" If you’re looking for a needle, don’t build a bigger and bigger haystack.”CHRIS WILLIAMSON

“I have lived through previous terrorist attacks, in London, in New York, in Brighton. I saw people blown up on London buses; it’s horrible and it’s designed to terrorise. But do you hand your freedoms away as a result? I suggest that’s not a good idea.”
Four days after the horrific events in Paris, as concern about national security in Britain rises, it is timely that one of the greatest opponents of incursions on civil liberties is bringing this warning to the Union.

Shami Chakrabarti, the Director of the civil liberties campaign group Liberty and “the most dangerous woman in Britain” according to one Sun columnist, warned Cambridge students of the dangers of an authoritarian state.

She was eager to speak about the upcoming Investigatory Powers Bill, which would allow the mass collection of users’ internet records.

“Sometimes blanket surveillance isn’t just bad for privacy and liberty, it can be bad for security too. If you’re looking for a needle, don’t build a bigger and bigger haystack.”

For Chakrabarti, the bill “would actually undermine internet security in the name of counter terror”, and she has concerns over the ability of police and security services to hack websites and thus leave those sites vulnerable.

“We need the Investigatory Powers Bill, we just need it to be radically tightened up. We need a much more clever, rational, nuanced, proportionate approach, because sometimes privacy is security.”

Chakrabarti wants to speak about these issues in clear terms and she is keen to garner support by making people aware of what this would mean for their own personal privacy.
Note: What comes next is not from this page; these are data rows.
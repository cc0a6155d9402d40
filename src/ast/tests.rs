//! Unit tests for the arena and annotation types.

use crate::{
    ast::{
        ast::Ast,
        expressions::ExprKind,
        types::{Annotation, Dim, ElemType, Shape, TypeTable, TypeTag},
    },
    Span,
};

#[test]
fn test_arena_ids_are_sequential() {
    let mut ast = Ast::new();
    let a = ast.push_expr(ExprKind::IntLiteral(1), Span::default());
    let b = ast.push_expr(ExprKind::IntLiteral(2), Span::default());

    assert_eq!(a.index(), 0);
    assert_eq!(b.index(), 1);
    assert_eq!(ast.expr(b).kind, ExprKind::IntLiteral(2));
    assert_eq!(ast.expr_count(), 2);
}

#[test]
fn test_type_table_first_write_wins() {
    let mut ast = Ast::new();
    let id = ast.push_expr(ExprKind::IntLiteral(1), Span::default());
    let mut table = TypeTable::with_capacity(ast.expr_count());

    assert!(table.get(id).is_none());
    let first = table.record(id, Annotation::of(TypeTag::Int));
    let second = table.record(id, Annotation::of(TypeTag::Float));

    assert_eq!(first.ty, TypeTag::Int);
    assert_eq!(second.ty, TypeTag::Int);
    assert_eq!(table.get(id).map(|a| a.ty), Some(TypeTag::Int));
    assert_eq!(table.annotated_count(), 1);
}

#[test]
fn test_dim_conflicts_only_when_both_known() {
    assert!(Dim::Known(2).conflicts_with(Dim::Known(3)));
    assert!(!Dim::Known(2).conflicts_with(Dim::Known(2)));
    assert!(!Dim::Known(2).conflicts_with(Dim::Unknown));
    assert!(!Dim::Unknown.conflicts_with(Dim::Unknown));
    assert_eq!(Dim::Unknown.or(Dim::Known(4)), Dim::Known(4));
}

#[test]
fn test_tainted_array_displays_as_array() {
    assert_eq!(TypeTag::TaintedArray.to_string(), "array");
    assert!(TypeTag::TaintedArray.is_array_like());
}

#[test]
fn test_shape_display_and_transpose() {
    let shape = Shape::new(Dim::Known(2), Dim::Unknown, ElemType::Int);

    assert_eq!(shape.to_string(), "2x?");
    assert_eq!(shape.transposed().to_string(), "?x2");
}

#[test]
fn test_elem_type_promotion() {
    assert_eq!(ElemType::Int.promote(ElemType::Int), ElemType::Int);
    assert_eq!(ElemType::Int.promote(ElemType::Float), ElemType::Float);
    assert_eq!(ElemType::Unknown.promote(ElemType::Float), ElemType::Unknown);
}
“It’s all very well to say ‘nothing to hide, nothing to fear’ but would you live with digital cameras and recording devices in your bedroom or in your living room? Most people would say no. We live very, very intimately online and so the same safeguards ought to apply.”

We then turned to the journeys into activism Cambridge students might take. At first she quipped that students should simply “join Liberty, immediately”.

She went on to argue that “it’s not enough just to like something or follow something, it’s important to join things. We can use the traditional tools of campaigning alongside new tools like social media to bring people together.”

In a more upbeat tone, she added: “Earlier, we talked about the internet in a slightly spooky way, but it’s also a wonderful, empowering, democratising device.”

But her biggest fight is yet to come. When I asked her about her ambitions for the future she replied decisively: “We have to save the Human Rights Act.”

Challenging the government’s intention to repeal the fifteen-year-old legislation, she warned that “there are some breathtaking attacks on personal privacy and everything that flows from that in that bill. It would leave every man, woman and child in this country incredibly vulnerable to abuses of power… it would deprive us of the opportunity even to challenge bad legislation.”

And it is the opportunity to challenge which has proven so crucial to Liberty under Chakrabarti’s leadership during clashes over the anti-terror measures implemented after 9/11 in various countries.

When the profile pictures change back, and public opinion comes to settle after the shock of Friday 13th, she hopes that her distinctly liberal pragmatism will win out over calls for security at any cost.